(Saved data entries)
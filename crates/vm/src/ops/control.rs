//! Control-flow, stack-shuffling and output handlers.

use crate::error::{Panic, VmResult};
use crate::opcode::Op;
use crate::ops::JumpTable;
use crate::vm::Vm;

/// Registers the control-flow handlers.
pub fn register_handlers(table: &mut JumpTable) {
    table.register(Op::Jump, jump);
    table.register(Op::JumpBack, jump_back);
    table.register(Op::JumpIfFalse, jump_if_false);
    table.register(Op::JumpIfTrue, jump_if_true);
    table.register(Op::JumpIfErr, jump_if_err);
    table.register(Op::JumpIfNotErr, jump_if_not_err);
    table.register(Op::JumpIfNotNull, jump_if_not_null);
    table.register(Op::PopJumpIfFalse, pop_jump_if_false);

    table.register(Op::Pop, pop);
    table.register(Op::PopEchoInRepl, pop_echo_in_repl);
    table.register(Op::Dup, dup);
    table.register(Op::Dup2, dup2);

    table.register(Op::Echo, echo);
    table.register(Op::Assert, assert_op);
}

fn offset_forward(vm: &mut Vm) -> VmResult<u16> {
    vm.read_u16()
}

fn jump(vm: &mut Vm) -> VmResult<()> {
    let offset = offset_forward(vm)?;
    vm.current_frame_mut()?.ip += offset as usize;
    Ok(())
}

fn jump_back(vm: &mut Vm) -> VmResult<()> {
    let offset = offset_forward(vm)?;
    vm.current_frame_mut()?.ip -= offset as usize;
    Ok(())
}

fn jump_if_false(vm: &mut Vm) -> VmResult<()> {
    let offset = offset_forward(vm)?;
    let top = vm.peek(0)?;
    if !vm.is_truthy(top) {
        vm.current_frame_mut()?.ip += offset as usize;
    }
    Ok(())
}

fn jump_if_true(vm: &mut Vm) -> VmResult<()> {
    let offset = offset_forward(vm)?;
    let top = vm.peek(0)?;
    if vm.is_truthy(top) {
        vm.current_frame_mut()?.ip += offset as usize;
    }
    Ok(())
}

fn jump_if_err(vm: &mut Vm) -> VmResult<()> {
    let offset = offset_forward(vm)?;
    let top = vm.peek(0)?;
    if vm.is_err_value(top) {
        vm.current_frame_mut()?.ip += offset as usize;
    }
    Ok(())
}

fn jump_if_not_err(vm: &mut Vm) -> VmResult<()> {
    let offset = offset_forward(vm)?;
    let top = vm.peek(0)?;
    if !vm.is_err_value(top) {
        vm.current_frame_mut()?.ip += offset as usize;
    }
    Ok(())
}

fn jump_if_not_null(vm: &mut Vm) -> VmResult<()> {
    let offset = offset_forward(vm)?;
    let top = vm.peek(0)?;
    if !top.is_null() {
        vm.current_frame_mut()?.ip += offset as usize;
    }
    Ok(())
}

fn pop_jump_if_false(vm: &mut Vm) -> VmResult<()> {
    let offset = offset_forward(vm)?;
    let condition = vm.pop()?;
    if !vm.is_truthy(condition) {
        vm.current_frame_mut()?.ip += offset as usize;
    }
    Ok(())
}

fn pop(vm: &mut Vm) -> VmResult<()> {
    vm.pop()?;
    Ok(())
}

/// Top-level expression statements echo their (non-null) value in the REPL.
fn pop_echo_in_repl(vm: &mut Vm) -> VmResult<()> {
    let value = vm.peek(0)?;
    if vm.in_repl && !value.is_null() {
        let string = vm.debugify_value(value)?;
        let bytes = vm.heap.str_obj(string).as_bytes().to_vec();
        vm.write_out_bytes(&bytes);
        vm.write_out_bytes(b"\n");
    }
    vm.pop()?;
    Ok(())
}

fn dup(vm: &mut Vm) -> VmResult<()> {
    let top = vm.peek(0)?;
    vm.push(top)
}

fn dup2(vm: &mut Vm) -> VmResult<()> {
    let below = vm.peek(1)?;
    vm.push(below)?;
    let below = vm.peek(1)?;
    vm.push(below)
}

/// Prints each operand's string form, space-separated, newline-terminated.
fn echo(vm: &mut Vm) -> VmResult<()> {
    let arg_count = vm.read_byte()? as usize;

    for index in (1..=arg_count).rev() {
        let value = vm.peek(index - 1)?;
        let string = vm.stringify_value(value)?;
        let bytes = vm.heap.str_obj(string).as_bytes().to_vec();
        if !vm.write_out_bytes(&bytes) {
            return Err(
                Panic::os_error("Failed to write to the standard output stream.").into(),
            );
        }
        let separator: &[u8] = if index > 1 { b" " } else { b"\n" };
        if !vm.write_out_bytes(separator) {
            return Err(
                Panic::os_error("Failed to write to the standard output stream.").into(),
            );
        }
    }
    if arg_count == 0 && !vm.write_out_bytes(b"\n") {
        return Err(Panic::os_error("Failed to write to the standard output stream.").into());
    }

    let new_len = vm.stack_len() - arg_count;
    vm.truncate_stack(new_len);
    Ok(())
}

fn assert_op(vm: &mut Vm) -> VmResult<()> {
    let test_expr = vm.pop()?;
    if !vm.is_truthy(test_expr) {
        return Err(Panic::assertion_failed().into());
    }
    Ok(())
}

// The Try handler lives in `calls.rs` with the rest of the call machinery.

(WHAT YOU NEED TO DO): Repeat only the lines above, from the first line of the entries through the line that contains "table.register(Op::JumpIfNotErr, jump_if_not_err);", including both ends.

(SOLUTION BELOW):
filename crates/vm/src/ops/control.rs
//! Control-flow, stack-shuffling and output handlers.

use crate::error::{Panic, VmResult};
use crate::opcode::Op;
use crate::ops::JumpTable;
use crate::vm::Vm;

/// Registers the control-flow handlers.
pub fn register_handlers(table: &mut JumpTable) {
    table.register(Op::Jump, jump);
    table.register(Op::JumpBack, jump_back);
    table.register(Op::JumpIfFalse, jump_if_false);
    table.register(Op::JumpIfTrue, jump_if_true);
    table.register(Op::JumpIfErr, jump_if_err);
    table.register(Op::JumpIfNotErr, jump_if_not_err);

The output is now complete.